|
Al-Qur'an, Bibel, dan Sains Modern
(Brussel, 11 April 1985)
Kajian Maurice
Bucaille dalam "Al-Qur'an,
Bibel dan Sains Modern" dalam sub judul "Kitab-kitab
Suci Menurut Tinjauan Pemahaman Modern," mencerminkan
pengakuan dan kesaksian terhadap sumber-sumber Islam
(cetakan pertama, Munich 1984). Sesungguhnya, kita
mendapatkan bahwa Yahudi yang paling ortodoks sekalipun
tidak mampu mengetahui sejauh mana nilai Kitab Perjanjian
Lama dari segi sastra yang menjadikan kita mustahil
mengambil kesimpulan yang bisa meyakinkan bahwa kitab itu
adalah wahyu.
Hal yang sama bisa ditujukan kepada umat Kristen. Mereka
seakan mengalami kejumudan intelektual ketika mereka
menghadapi kenyataan bahwa Perjanjian Baru yang memuat empat
injil itu, tidak bisa dianggap dari berbagai sudut sebagai
riwayat yang autentik. Ia hanyalah komentar terhadap sumber
tidak langsung yang dinukil dari mulut ke mulut.
Interpretasi yang dipegang Kristen sebagai model yang ideal
hari ini tentang peranan Almasih adalah yang dibawa oleh
para pengikut aliran Pendeta Paulus yang menyempal dari
Helenisme dan dipengaruhi oleh pendapat-pendapat
neo-Platonisme dan Gnostisisme. Sekte ini telah mencapai
kesuksesan yang tidak memungkinkan baginya mengusir
musuh-musuh mereka, Yahudi, dan Kristen dari panggung
sejarah saja, namun juga dari ingatan.
Bucaille, pada awalnya, membuat daftar hal-hal yang di
dalamnya terdapat kontradiksi antara kitab suci dan
kenyataan-kenyataan, seperti kesinambungan penciptaan,
asal-usul Almasih, dan sejarah kejadian-kejadian yang
berkaitan dengannya. Begitu juga, ia mengulang-ulang
kontradiksi yang populer antara versi Injil yang
berbeda-beda, seperti kiamat dan rahasia "jamuan makan malam
tuhan."
Ia juga mengakui, ia sangat terkejut ketika pertama kali
menyingkap ketidak-mungkinan mencapai keautentikan AlQur'an
dengan dasar titik-titik lemah yang sebanding atau yang
mendekati hal itu. Hal yang sama, ia rasakan ketika
mengetahui --berlawanan dengan hal di atas-- bahwa tidak
satu pun keterangan Al-Qur'an yang tidak dapat diuraikan
untuk penelitian ilmiah, baik yang berhubungan
realitas-realitas alam, genetika, atau kajian-kajian tentang
kedalaman laut.
Bahkan, sungguh Al-Qur'an telah membuktikan kebenarannya
lewat keterangan yang mendetail tentang pertumbuhan janin,
seperti yang kita kenal sekarang yang tidak mungkin
dibuktikan, kecuali dengan menggunakan alat pendeteksi dalam
rahim.
Inilah latar belakang yang mendorong Bucaille menegaskan,
"Aku yakin tidak ada tafsir alamiah atas fenomena
Al-Qur'an." Dari sisi lain, penyisipan penulis terhadap
banyak hadits dhaif yang sarat dengan kerancuan kedokteran,
justru menambah keyakinannya.
Hanya saja sayangnya, Bucaille --seperti yang dialami
Iqbal-- terperosok ke dalam perangkap yang ia buat sendiri.
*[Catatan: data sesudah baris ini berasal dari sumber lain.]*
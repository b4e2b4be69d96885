//! Mode B: unknown dispersion coefficient and velocity.
//!
//! With the release mass and source distance known, `(K, U)` are fitted to the
//! whole observed breakthrough curve by minimising
//!
//! ```text
//! SSE(K, U) = Σ (C_obs(t_i) − C(t_i; M, U, K, A, x))²
//! ```
//!
//! Implementation choices:
//! - Levenberg–Marquardt on `θ = (ln K, ln U)`; iterates can never leave the
//!   physical domain `K, U > 0`.
//! - Analytic Jacobian from [`crate::models::log_flow_sensitivities`].
//! - Marquardt diagonal scaling; each damped 2×2 system is solved with the SVD
//!   helper in [`crate::math::solve_least_squares`].
//! - When the starting guess is far off, the model curve and the observed curve
//!   do not overlap and the gradient vanishes. A coarse log-spaced scan around
//!   the guess picks a starting point inside the basin first.

use nalgebra::{DMatrix, DVector};
use rayon::prelude::*;
use tracing::{debug, info, warn};

use crate::domain::{EstimationMode, EstimationResult, KnownRelease, TimeSeries};
use crate::error::{EstimationError, EstimationResultOf};
use crate::math::{log_space, solve_least_squares};
use crate::models::{concentration_at, log_flow_sensitivities};

/// Damping above which no downhill step exists; the iterate is stationary.
const MAX_DAMPING: f64 = 1e16;
const MIN_DAMPING: f64 = 1e-15;

#[derive(Debug, Clone, PartialEq)]
pub struct NonlinearFitConfig {
    pub max_iterations: usize,
    /// Relative SSE reduction below which an accepted step ends the fit.
    pub ftol: f64,
    /// Relative step length (in log parameters) below which the fit ends.
    pub xtol: f64,
    pub initial_damping: f64,
    /// Points per axis of the seeding scan. `0` or `1` disables the scan.
    pub seed_steps: usize,
    /// The scan covers `[p0 / span, p0 * span]` for each parameter.
    pub seed_span: f64,
}

impl Default for NonlinearFitConfig {
    fn default() -> Self {
        Self {
            max_iterations: 200,
            ftol: 1e-12,
            xtol: 1e-10,
            initial_damping: 1e-3,
            seed_steps: 21,
            seed_span: 20.0,
        }
    }
}

/// Fit `(K, U)` to an observed concentration series.
pub fn estimate_dispersion_and_velocity(
    t: &[f64],
    c_obs: &[f64],
    known: KnownRelease,
    initial: (f64, f64),
    config: &NonlinearFitConfig,
) -> EstimationResultOf<EstimationResult> {
    validate_inputs(t, c_obs, known, initial)?;

    let problem = Problem { t, c_obs, known };
    let (k0, u0) = seed(&problem, initial, config)?;

    let mut theta = [k0.ln(), u0.ln()];
    let mut lambda = config.initial_damping.max(MIN_DAMPING);
    let mut cost = problem.sse(theta);
    if !cost.is_finite() {
        return Err(EstimationError::OptimizationDiverged(format!(
            "objective is not finite at the starting point (K={k0}, U={u0})"
        )));
    }

    let mut converged = false;
    let mut iterations = 0;

    'outer: while iterations < config.max_iterations {
        iterations += 1;
        let (h, g) = problem.normal_equations(theta);

        loop {
            let Some(step) = damped_step(&h, &g, lambda) else {
                lambda *= 10.0;
                if lambda > MAX_DAMPING {
                    converged = true;
                    break 'outer;
                }
                continue;
            };

            let trial = [theta[0] + step[0], theta[1] + step[1]];
            let trial_cost = problem.sse(trial);

            if trial_cost.is_finite() && trial_cost < cost {
                let reduction = (cost - trial_cost) / cost.max(f64::MIN_POSITIVE);
                let step_norm = (step[0] * step[0] + step[1] * step[1]).sqrt();
                let theta_norm = (trial[0] * trial[0] + trial[1] * trial[1]).sqrt();

                theta = trial;
                cost = trial_cost;
                lambda = (lambda / 10.0).max(MIN_DAMPING);

                debug!(
                    iteration = iterations,
                    dispersion = theta[0].exp(),
                    velocity = theta[1].exp(),
                    sse = cost,
                    lambda,
                    "accepted LM step"
                );

                if reduction <= config.ftol || step_norm <= config.xtol * (theta_norm + config.xtol) {
                    converged = true;
                    break 'outer;
                }
                break;
            }

            lambda *= 10.0;
            if lambda > MAX_DAMPING {
                // No downhill direction left at this iterate.
                converged = true;
                break 'outer;
            }
        }
    }

    if !converged {
        return Err(EstimationError::OptimizationDiverged(format!(
            "no convergence within {} iterations (K={:.6}, U={:.6}, SSE={cost:.6e})",
            config.max_iterations,
            theta[0].exp(),
            theta[1].exp()
        )));
    }

    let dispersion = theta[0].exp();
    let velocity = theta[1].exp();
    if !(dispersion.is_finite() && dispersion > 0.0 && velocity.is_finite() && velocity > 0.0) {
        return Err(EstimationError::OptimizationDiverged(format!(
            "non-physical result K={dispersion}, U={velocity}"
        )));
    }

    let null_cost: f64 = c_obs.iter().map(|c| c * c).sum();
    if cost >= null_cost && null_cost > 0.0 {
        return Err(EstimationError::OptimizationDiverged(format!(
            "fitted curve (K={dispersion:.6}, U={velocity:.6}) explains none of the observed signal"
        )));
    }

    info!(dispersion, velocity, sse = cost, iterations, "nonlinear fit converged");

    Ok(EstimationResult {
        mode: EstimationMode::DispersionVelocity,
        params: known.with_flow(dispersion, velocity),
        residual: cost,
        evaluations: iterations,
    })
}

/// [`estimate_dispersion_and_velocity`] on a [`TimeSeries`].
pub fn fit_series(
    series: &TimeSeries,
    known: KnownRelease,
    initial: (f64, f64),
    config: &NonlinearFitConfig,
) -> EstimationResultOf<EstimationResult> {
    estimate_dispersion_and_velocity(series.time(), series.value(), known, initial, config)
}

struct Problem<'a> {
    t: &'a [f64],
    c_obs: &'a [f64],
    known: KnownRelease,
}

impl Problem<'_> {
    fn sse(&self, theta: [f64; 2]) -> f64 {
        let params = self.known.with_flow(theta[0].exp(), theta[1].exp());
        let sse: f64 = self
            .t
            .iter()
            .zip(self.c_obs)
            .map(|(&ti, &ci)| {
                let r = ci - concentration_at(ti, &params, self.known.area);
                r * r
            })
            .sum();
        if sse.is_finite() { sse } else { f64::INFINITY }
    }

    /// `JᵀJ` and `Jᵀr` with `r = C_obs − C` and `J = ∂r/∂θ`.
    fn normal_equations(&self, theta: [f64; 2]) -> ([[f64; 2]; 2], [f64; 2]) {
        let params = self.known.with_flow(theta[0].exp(), theta[1].exp());
        let mut h = [[0.0; 2]; 2];
        let mut g = [0.0; 2];
        for (&ti, &ci) in self.t.iter().zip(self.c_obs) {
            let (c, dk, du) = log_flow_sensitivities(ti, &params, self.known.area);
            let r = ci - c;
            let j = [-dk, -du];
            for a in 0..2 {
                g[a] += j[a] * r;
                for b in 0..2 {
                    h[a][b] += j[a] * j[b];
                }
            }
        }
        (h, g)
    }
}

/// Solve `(JᵀJ + λ·diag(JᵀJ)) δ = −Jᵀr`.
fn damped_step(h: &[[f64; 2]; 2], g: &[f64; 2], lambda: f64) -> Option<[f64; 2]> {
    let scale = h[0][0].max(h[1][1]).max(f64::MIN_POSITIVE);
    let mut a = DMatrix::<f64>::zeros(2, 2);
    for i in 0..2 {
        for j in 0..2 {
            a[(i, j)] = h[i][j];
        }
        // Floor the diagonal so a flat direction still receives damping.
        a[(i, i)] += lambda * h[i][i].max(1e-12 * scale);
    }
    let rhs = DVector::from_row_slice(&[-g[0], -g[1]]);
    let delta = solve_least_squares(&a, &rhs)?;
    Some([delta[0], delta[1]])
}

/// Pick the starting point: the user's guess or the best point of a coarse scan.
fn seed(problem: &Problem<'_>, initial: (f64, f64), config: &NonlinearFitConfig) -> EstimationResultOf<(f64, f64)> {
    if config.seed_steps < 2 {
        return Ok(initial);
    }
    if !(config.seed_span.is_finite() && config.seed_span > 1.0) {
        return Err(EstimationError::invalid(format!(
            "seed span must be > 1 (got {})",
            config.seed_span
        )));
    }

    let (k0, u0) = initial;
    let ks = log_space(k0 / config.seed_span, k0 * config.seed_span, config.seed_steps)?;
    let us = log_space(u0 / config.seed_span, u0 * config.seed_span, config.seed_steps)?;

    let pairs: Vec<(f64, f64)> = ks.iter().flat_map(|&k| us.iter().map(move |&u| (k, u))).collect();
    let costs: Vec<f64> = pairs
        .par_iter()
        .map(|&(k, u)| problem.sse([k.ln(), u.ln()]))
        .collect();

    // Deterministic selection: minimum SSE, ties broken by grid order.
    let mut best = (initial, problem.sse([k0.ln(), u0.ln()]));
    for (&pair, &cost) in pairs.iter().zip(&costs) {
        if cost < best.1 {
            best = (pair, cost);
        }
    }

    if best.0 != initial {
        debug!(
            dispersion = best.0.0,
            velocity = best.0.1,
            sse = best.1,
            "seeding scan moved the starting point"
        );
    } else if !best.1.is_finite() {
        warn!("seeding scan found no finite objective value");
    }
    Ok(best.0)
}

fn validate_inputs(t: &[f64], c_obs: &[f64], known: KnownRelease, initial: (f64, f64)) -> EstimationResultOf<()> {
    if t.len() != c_obs.len() {
        return Err(EstimationError::invalid(format!(
            "time and concentration lengths differ ({} vs {})",
            t.len(),
            c_obs.len()
        )));
    }
    if t.len() < 2 {
        return Err(EstimationError::InsufficientData(
            "at least two observations are needed to fit two parameters".to_string(),
        ));
    }
    if let Some(i) = t.iter().position(|&v| !(v.is_finite() && v > 0.0)) {
        return Err(EstimationError::invalid(format!("time must be > 0 (t[{i}] = {})", t[i])));
    }
    if let Some(i) = c_obs.iter().position(|v| !v.is_finite()) {
        return Err(EstimationError::invalid(format!("non-finite concentration at index {i}")));
    }
    if !(known.area.is_finite() && known.area > 0.0) {
        return Err(EstimationError::invalid(format!("area must be > 0 (got {})", known.area)));
    }
    if !(known.mass.is_finite() && known.distance.is_finite()) {
        return Err(EstimationError::invalid("mass and distance must be finite"));
    }
    let (k0, u0) = initial;
    if !(k0.is_finite() && k0 > 0.0 && u0.is_finite() && u0 > 0.0) {
        return Err(EstimationError::invalid(format!(
            "initial guesses must be strictly positive (K0={k0}, U0={u0})"
        )));
    }
    Ok(())
}

#[cfg(test)]
mod tests {
    use super::*;
    use crate::models::simulate;

    const M: f64 = 1_000_000.0;
    const U: f64 = 0.157;
    const K: f64 = 0.367;
    const A: f64 = 0.113;
    const X: f64 = 88.09;

    fn known() -> KnownRelease {
        KnownRelease {
            mass: M,
            distance: X,
            area: A,
        }
    }

    fn observed() -> (Vec<f64>, Vec<f64>) {
        let t: Vec<f64> = (1..=2000).map(|i| i as f64).collect();
        let c = simulate(&t, M, U, K, A, X).unwrap();
        (t, c)
    }

    #[test]
    fn converges_from_a_poor_initial_guess() {
        let (t, c) = observed();
        let result =
            estimate_dispersion_and_velocity(&t, &c, known(), (0.05, 0.05), &NonlinearFitConfig::default()).unwrap();

        assert_eq!(result.mode, EstimationMode::DispersionVelocity);
        let k = result.params.dispersion;
        let u = result.params.velocity;
        assert!(((k - K) / K).abs() < 0.01, "K={k}");
        assert!(((u - U) / U).abs() < 0.01, "U={u}");
        assert_eq!(result.params.mass, M);
        assert_eq!(result.params.distance, X);
    }

    #[test]
    fn converges_without_seeding_from_a_nearby_guess() {
        let (t, c) = observed();
        let config = NonlinearFitConfig {
            seed_steps: 0,
            ..NonlinearFitConfig::default()
        };
        let result = estimate_dispersion_and_velocity(&t, &c, known(), (0.3, 0.17), &config).unwrap();
        assert!(((result.params.dispersion - K) / K).abs() < 0.01);
        assert!(((result.params.velocity - U) / U).abs() < 0.01);
        assert!(result.residual < 1e-6 * c.iter().map(|v| v * v).sum::<f64>());
    }

    #[test]
    fn rejects_non_positive_initial_guess() {
        let (t, c) = observed();
        assert!(matches!(
            estimate_dispersion_and_velocity(&t, &c, known(), (0.0, 0.1), &NonlinearFitConfig::default()),
            Err(EstimationError::InvalidParameter(_))
        ));
    }

    #[test]
    fn exhausted_iteration_budget_diverges() {
        let (t, c) = observed();
        let config = NonlinearFitConfig {
            max_iterations: 0,
            ..NonlinearFitConfig::default()
        };
        assert!(matches!(
            estimate_dispersion_and_velocity(&t, &c, known(), (0.05, 0.05), &config),
            Err(EstimationError::OptimizationDiverged(_))
        ));
    }

    #[test]
    fn damped_step_solves_identity_system() {
        let h = [[2.0, 0.0], [0.0, 4.0]];
        let g = [-2.0, 8.0];
        let step = damped_step(&h, &g, 0.0).unwrap();
        assert!((step[0] - 1.0).abs() < 1e-12);
        assert!((step[1] + 2.0).abs() < 1e-12);
    }
}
Yaitu, upaya mengeluarkan dalil-dalil tambahan tentang
sebagian hakikat-hakikat ilmiah Al-Qur'an. Ketika ia melihat
bahwa surat ar-Rahman:33 mengisyaratkan penjelajahan manusia
ke bulan dan angkasa luar, seperti yang kita saksikan
sekarang. Ia tidak menemukan apa-apa, kecuali sesuatu yang
ia paksakan sendiri lewat proses pengulangan redaksi.
Sungguh, bahaya yang terkandung dalam metode ini adalah
bisa mendorong pembaca Al-Qur'an untuk berasumsi bahwa
Al-Qur'an berisi kunci-kunci kegaiban, sedangkan mereka
tidak mampu mengingat bahwa hakikat-hakikat yang berhubungan
dengan ushuluddin, bukan hakikat-hakikat ilmiah, adalah
tujuan awal wahyu. Dan, bukan dengan elaborasi penyingkapan
ilmiah, kebenaran wahyu hakiki akan tergapai.
Wa ba'du, sesungguhnya Al-Qur'an bukan ringkasan
ilmu-ilmu fisika, biologi, atau kimia.